Task item: Check each line below for "wildcard" and report how many have it, nothing else.

Stored data entries:
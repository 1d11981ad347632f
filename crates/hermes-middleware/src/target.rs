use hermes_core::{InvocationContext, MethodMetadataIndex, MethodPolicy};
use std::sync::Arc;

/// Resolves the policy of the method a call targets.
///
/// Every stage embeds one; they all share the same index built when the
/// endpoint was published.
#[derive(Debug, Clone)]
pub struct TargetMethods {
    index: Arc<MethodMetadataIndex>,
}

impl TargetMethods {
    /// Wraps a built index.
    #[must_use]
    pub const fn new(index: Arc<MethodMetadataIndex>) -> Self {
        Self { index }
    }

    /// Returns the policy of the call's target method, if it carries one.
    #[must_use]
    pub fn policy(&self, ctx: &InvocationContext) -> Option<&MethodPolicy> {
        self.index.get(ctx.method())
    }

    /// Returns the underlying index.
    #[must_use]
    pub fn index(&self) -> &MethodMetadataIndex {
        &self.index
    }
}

==

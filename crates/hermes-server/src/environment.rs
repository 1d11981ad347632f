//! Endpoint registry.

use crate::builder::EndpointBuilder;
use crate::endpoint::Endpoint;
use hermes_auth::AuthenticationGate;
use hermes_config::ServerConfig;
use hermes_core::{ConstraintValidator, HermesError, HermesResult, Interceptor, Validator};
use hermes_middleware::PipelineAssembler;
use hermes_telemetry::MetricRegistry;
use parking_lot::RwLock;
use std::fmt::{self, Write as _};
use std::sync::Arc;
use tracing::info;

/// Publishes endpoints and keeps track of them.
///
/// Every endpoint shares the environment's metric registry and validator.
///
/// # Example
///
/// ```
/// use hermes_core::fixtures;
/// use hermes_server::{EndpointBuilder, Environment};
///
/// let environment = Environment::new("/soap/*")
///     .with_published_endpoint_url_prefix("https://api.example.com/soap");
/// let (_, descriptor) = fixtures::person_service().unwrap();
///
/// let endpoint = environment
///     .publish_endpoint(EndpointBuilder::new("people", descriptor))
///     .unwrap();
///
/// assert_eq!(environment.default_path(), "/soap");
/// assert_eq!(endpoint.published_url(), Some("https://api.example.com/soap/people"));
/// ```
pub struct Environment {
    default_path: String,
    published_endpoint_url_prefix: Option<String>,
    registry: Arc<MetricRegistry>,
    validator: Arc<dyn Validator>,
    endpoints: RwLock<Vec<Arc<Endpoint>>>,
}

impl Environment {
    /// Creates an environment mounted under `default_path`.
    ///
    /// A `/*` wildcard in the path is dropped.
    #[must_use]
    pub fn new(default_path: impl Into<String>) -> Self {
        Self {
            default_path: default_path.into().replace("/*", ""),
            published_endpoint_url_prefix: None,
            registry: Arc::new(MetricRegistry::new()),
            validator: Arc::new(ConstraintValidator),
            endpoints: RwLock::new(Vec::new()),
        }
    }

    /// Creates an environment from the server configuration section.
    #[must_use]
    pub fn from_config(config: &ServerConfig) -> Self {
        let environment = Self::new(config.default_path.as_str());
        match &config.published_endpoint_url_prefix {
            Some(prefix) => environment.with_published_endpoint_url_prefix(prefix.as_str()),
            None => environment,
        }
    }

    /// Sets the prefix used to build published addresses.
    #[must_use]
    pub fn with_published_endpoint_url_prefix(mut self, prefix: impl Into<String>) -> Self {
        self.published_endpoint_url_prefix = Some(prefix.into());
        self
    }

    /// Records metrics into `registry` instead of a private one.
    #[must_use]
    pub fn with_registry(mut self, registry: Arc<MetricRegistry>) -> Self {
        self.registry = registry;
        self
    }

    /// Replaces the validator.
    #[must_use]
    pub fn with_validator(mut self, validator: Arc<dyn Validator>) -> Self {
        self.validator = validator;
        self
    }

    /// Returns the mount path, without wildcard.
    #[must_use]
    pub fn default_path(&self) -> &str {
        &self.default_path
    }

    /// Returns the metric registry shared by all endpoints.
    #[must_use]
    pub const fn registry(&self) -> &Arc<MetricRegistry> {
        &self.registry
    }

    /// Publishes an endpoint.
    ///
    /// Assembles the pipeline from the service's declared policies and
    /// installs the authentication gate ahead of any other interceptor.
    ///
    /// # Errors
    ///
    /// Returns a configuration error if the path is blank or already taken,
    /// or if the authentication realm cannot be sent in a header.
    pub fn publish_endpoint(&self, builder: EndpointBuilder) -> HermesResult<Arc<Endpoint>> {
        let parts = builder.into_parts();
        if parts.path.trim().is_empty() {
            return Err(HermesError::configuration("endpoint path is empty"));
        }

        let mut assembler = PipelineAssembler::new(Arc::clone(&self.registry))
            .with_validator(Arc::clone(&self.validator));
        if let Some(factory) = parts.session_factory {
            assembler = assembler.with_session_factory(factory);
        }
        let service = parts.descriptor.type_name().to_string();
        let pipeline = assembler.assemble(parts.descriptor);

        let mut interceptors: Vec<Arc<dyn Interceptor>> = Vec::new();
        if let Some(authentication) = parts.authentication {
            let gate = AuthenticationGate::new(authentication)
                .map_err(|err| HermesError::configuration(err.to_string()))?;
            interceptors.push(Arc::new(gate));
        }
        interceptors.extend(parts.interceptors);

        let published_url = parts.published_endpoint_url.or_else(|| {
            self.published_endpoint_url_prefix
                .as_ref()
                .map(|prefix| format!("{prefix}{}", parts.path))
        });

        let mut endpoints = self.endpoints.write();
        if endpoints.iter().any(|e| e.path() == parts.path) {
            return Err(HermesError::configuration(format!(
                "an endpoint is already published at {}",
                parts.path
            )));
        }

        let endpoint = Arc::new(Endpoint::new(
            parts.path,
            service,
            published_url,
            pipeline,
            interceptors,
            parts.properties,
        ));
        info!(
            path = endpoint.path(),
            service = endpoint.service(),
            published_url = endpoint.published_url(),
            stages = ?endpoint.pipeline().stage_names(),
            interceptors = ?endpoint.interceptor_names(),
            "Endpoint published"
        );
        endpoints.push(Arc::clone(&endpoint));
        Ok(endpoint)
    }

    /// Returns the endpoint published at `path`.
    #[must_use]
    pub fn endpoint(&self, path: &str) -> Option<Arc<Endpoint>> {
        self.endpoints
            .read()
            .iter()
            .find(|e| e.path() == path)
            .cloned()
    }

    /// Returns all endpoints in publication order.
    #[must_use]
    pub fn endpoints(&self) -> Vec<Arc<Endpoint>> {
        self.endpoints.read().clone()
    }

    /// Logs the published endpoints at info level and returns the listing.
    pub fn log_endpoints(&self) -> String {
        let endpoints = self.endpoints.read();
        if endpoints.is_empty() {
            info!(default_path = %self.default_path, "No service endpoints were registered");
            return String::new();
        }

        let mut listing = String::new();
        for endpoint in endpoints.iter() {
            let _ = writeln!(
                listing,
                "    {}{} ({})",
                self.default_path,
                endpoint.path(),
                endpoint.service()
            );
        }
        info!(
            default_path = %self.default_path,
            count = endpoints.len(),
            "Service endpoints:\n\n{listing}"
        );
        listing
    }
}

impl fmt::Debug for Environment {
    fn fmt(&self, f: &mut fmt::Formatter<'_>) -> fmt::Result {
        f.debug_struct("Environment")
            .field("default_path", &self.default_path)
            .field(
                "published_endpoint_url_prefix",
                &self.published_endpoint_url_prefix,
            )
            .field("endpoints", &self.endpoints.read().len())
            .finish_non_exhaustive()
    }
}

...

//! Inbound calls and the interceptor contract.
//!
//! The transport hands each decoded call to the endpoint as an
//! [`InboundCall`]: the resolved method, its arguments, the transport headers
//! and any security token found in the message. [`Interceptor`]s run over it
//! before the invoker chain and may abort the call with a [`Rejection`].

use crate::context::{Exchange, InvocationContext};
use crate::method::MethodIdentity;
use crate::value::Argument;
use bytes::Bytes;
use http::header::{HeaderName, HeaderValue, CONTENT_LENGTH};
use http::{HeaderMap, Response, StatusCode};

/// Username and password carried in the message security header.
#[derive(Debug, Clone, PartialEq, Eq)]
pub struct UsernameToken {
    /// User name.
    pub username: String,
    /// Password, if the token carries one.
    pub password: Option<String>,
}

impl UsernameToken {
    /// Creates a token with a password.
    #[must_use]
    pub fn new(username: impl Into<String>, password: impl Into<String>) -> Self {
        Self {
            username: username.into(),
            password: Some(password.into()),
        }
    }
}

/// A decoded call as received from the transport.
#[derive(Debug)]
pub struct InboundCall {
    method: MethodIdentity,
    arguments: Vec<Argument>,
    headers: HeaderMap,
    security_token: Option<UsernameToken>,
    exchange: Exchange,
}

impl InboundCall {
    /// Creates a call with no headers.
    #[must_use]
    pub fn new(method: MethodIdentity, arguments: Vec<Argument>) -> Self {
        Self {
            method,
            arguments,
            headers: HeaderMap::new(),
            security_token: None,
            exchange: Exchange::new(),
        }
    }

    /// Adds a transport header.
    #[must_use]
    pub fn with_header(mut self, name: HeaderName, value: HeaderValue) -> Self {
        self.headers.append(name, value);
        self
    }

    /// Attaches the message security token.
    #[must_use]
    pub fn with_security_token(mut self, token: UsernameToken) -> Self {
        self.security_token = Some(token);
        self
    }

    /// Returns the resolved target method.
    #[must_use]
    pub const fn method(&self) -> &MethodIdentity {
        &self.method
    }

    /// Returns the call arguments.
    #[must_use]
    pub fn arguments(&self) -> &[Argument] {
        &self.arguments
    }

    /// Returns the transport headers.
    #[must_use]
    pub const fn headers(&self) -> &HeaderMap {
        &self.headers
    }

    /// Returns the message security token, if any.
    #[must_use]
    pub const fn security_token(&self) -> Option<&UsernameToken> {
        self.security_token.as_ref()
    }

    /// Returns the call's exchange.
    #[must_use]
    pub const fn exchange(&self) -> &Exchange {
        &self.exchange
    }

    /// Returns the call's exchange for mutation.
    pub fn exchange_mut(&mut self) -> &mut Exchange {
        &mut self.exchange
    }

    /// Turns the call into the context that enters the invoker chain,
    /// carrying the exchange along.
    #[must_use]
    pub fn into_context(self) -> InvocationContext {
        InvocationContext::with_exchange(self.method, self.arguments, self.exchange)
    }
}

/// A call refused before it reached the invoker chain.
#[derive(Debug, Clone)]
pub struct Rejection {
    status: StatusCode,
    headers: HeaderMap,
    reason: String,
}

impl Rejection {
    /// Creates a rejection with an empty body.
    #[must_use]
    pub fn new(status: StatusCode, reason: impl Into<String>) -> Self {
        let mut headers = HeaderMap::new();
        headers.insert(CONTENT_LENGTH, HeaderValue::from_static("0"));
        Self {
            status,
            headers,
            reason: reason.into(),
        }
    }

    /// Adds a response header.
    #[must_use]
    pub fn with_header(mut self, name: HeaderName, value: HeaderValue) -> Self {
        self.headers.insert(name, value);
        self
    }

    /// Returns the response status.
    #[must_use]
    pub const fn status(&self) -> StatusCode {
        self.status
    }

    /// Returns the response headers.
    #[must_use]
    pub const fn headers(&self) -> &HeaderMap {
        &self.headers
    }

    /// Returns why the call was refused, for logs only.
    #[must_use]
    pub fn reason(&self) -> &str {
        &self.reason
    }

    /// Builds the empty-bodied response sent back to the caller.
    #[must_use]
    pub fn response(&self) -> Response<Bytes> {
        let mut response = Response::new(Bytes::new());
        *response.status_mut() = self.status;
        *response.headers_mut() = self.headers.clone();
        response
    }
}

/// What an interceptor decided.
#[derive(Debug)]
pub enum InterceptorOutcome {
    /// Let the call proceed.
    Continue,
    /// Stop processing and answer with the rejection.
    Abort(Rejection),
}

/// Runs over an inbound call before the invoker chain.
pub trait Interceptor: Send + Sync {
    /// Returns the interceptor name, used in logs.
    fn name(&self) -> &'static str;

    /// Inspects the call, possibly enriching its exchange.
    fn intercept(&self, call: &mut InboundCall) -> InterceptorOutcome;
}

Written answer: 2